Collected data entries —
_ _ _ _

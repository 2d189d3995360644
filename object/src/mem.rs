//! This module contains the implementation for an in-memory DICOM object.

use crate::pixeldata::{
    LazyPixelData, PixelDataContext, PixelDataError, PixelDataHandling, PixelDataMode, PixelSource,
    SharedStream,
};
use crate::{ReadError, ReadOptions, SequenceLengthMode, WriteError, WriteOptions};
use dcm_core::header::{DataElement, DataElementHeader, HasLength, Header, Length, Tag, VR};
use std::convert::TryFrom;
use dcm_core::validation::{Issue, Severity};
use dcm_core::value::{DataSetSequence, PrimitiveValue, Value};
use dcm_dictionary::tags;
use dcm_encoding::text::{SpecificCharacterSet, TextCodec};
use dcm_encoding::transfer_syntax::TransferSyntax;
use dcm_parser::dataset::read::{DataSetReader, ReadLimits};
use dcm_parser::dataset::write::DataSetWriter;
use dcm_parser::dataset::DataToken;
use dcm_parser::stateful::decode::{DecoderOptions, StatefulDecode, StatefulDecoder};
use snafu::{Backtrace, IntoError, OptionExt, ResultExt, Snafu};
use std::collections::BTreeMap;
use std::io::{Read, Write};

/// The type of a data element of an in-memory DICOM object.
pub type InMemElement = DataElement<InMemDicomObject, PixelSource>;

/// An error which may occur when accessing an element of a data set.
#[derive(Debug, Snafu)]
#[non_exhaustive]
pub enum AccessError {
    /// The data set holds no element with the given tag.
    #[snafu(display("no such data element {}", tag))]
    NoSuchDataElement { tag: Tag, backtrace: Backtrace },

    /// The element exists, but its value does not have the expected shape.
    #[snafu(display("could not interpret the value of element {}", tag))]
    CastValue {
        tag: Tag,
        source: dcm_core::value::CastValueError,
    },

    /// The element's text could not be decoded
    /// through the active character set.
    #[snafu(display("could not decode the text of element {}", tag))]
    DecodeTextValue {
        tag: Tag,
        #[snafu(backtrace)]
        source: dcm_encoding::text::DecodeTextError,
    },

    /// The element does not hold a primitive value.
    #[snafu(display("element {} is not primitive", tag))]
    NotPrimitive { tag: Tag, backtrace: Backtrace },
}

/// An error which may occur when manipulating private blocks.
#[derive(Debug, Snafu)]
#[non_exhaustive]
pub enum PrivateBlockError {
    /// Private attributes require an odd group number.
    #[snafu(display("group {:#06X} is not private", group))]
    NotPrivateGroup { group: u16, backtrace: Backtrace },

    /// All private blocks in the group are reserved.
    #[snafu(display("no free private block in group {:#06X}", group))]
    NoFreeBlock { group: u16, backtrace: Backtrace },
}

/// An in-memory DICOM data set: an ordered collection of data elements,
/// with unique tags and iteration in ascending tag order.
///
/// The object caches the pieces of context which drive decoding
/// behavior elsewhere: the active specific character set, and the
/// bits-allocated / pixel-representation pair needed to resolve
/// context dependent VRs. Sequence items receive a snapshot of the
/// enclosing data set's context at construction, consulted only when
/// the item does not define its own.
#[derive(Debug, Clone)]
pub struct InMemDicomObject {
    entries: BTreeMap<Tag, InMemElement>,
    /// the character set locally declared by (0008,0005)
    charset: Option<SpecificCharacterSet>,
    /// the character set inherited from the enclosing data set
    inherited_charset: Option<SpecificCharacterSet>,
    bits_allocated: Option<u16>,
    pixel_representation: Option<u16>,
    /// reserved private blocks: (group, block) to creator
    private_creators: BTreeMap<(u16, u8), String>,
}

impl PartialEq for InMemDicomObject {
    /// Equality of data sets is defined by their elements alone.
    fn eq(&self, other: &Self) -> bool {
        self.entries == other.entries
    }
}

impl Default for InMemDicomObject {
    fn default() -> Self {
        Self::new_empty()
    }
}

_ _ _ _

DESCRIPTION OF THE TASK — Would you write out the full set of records above without alteration?

RESPONSE TO THE EXERCISE —
repository 2d189d3995360644
filename object/src/mem.rs
//! This module contains the implementation for an in-memory DICOM object.

use crate::pixeldata::{
    LazyPixelData, PixelDataContext, PixelDataError, PixelDataHandling, PixelDataMode, PixelSource,
    SharedStream,
};
use crate::{ReadError, ReadOptions, SequenceLengthMode, WriteError, WriteOptions};
use dcm_core::header::{DataElement, DataElementHeader, HasLength, Header, Length, Tag, VR};
use std::convert::TryFrom;
use dcm_core::validation::{Issue, Severity};
use dcm_core::value::{DataSetSequence, PrimitiveValue, Value};
use dcm_dictionary::tags;
use dcm_encoding::text::{SpecificCharacterSet, TextCodec};
use dcm_encoding::transfer_syntax::TransferSyntax;
use dcm_parser::dataset::read::{DataSetReader, ReadLimits};
use dcm_parser::dataset::write::DataSetWriter;
use dcm_parser::dataset::DataToken;
use dcm_parser::stateful::decode::{DecoderOptions, StatefulDecode, StatefulDecoder};
use snafu::{Backtrace, IntoError, OptionExt, ResultExt, Snafu};
use std::collections::BTreeMap;
use std::io::{Read, Write};

/// The type of a data element of an in-memory DICOM object.
pub type InMemElement = DataElement<InMemDicomObject, PixelSource>;

/// An error which may occur when accessing an element of a data set.
#[derive(Debug, Snafu)]
#[non_exhaustive]
pub enum AccessError {
    /// The data set holds no element with the given tag.
    #[snafu(display("no such data element {}", tag))]
    NoSuchDataElement { tag: Tag, backtrace: Backtrace },

    /// The element exists, but its value does not have the expected shape.
    #[snafu(display("could not interpret the value of element {}", tag))]
    CastValue {
        tag: Tag,
        source: dcm_core::value::CastValueError,
    },

    /// The element's text could not be decoded
    /// through the active character set.
    #[snafu(display("could not decode the text of element {}", tag))]
    DecodeTextValue {
        tag: Tag,
        #[snafu(backtrace)]
        source: dcm_encoding::text::DecodeTextError,
    },

    /// The element does not hold a primitive value.
    #[snafu(display("element {} is not primitive", tag))]
    NotPrimitive { tag: Tag, backtrace: Backtrace },
}

/// An error which may occur when manipulating private blocks.
#[derive(Debug, Snafu)]
#[non_exhaustive]
pub enum PrivateBlockError {
    /// Private attributes require an odd group number.
    #[snafu(display("group {:#06X} is not private", group))]
    NotPrivateGroup { group: u16, backtrace: Backtrace },

    /// All private blocks in the group are reserved.
    #[snafu(display("no free private block in group {:#06X}", group))]
    NoFreeBlock { group: u16, backtrace: Backtrace },
}

/// An in-memory DICOM data set: an ordered collection of data elements,
/// with unique tags and iteration in ascending tag order.
///
/// The object caches the pieces of context which drive decoding
/// behavior elsewhere: the active specific character set, and the
/// bits-allocated / pixel-representation pair needed to resolve
/// context dependent VRs. Sequence items receive a snapshot of the
/// enclosing data set's context at construction, consulted only when
/// the item does not define its own.
#[derive(Debug, Clone)]
pub struct InMemDicomObject {
    entries: BTreeMap<Tag, InMemElement>,
    /// the character set locally declared by (0008,0005)
    charset: Option<SpecificCharacterSet>,
    /// the character set inherited from the enclosing data set
    inherited_charset: Option<SpecificCharacterSet>,
    bits_allocated: Option<u16>,
    pixel_representation: Option<u16>,
    /// reserved private blocks: (group, block) to creator
    private_creators: BTreeMap<(u16, u8), String>,
}

impl PartialEq for InMemDicomObject {
    /// Equality of data sets is defined by their elements alone.
    fn eq(&self, other: &Self) -> bool {
        self.entries == other.entries
    }
}

impl Default for InMemDicomObject {
    fn default() -> Self {
        Self::new_empty()
    }
}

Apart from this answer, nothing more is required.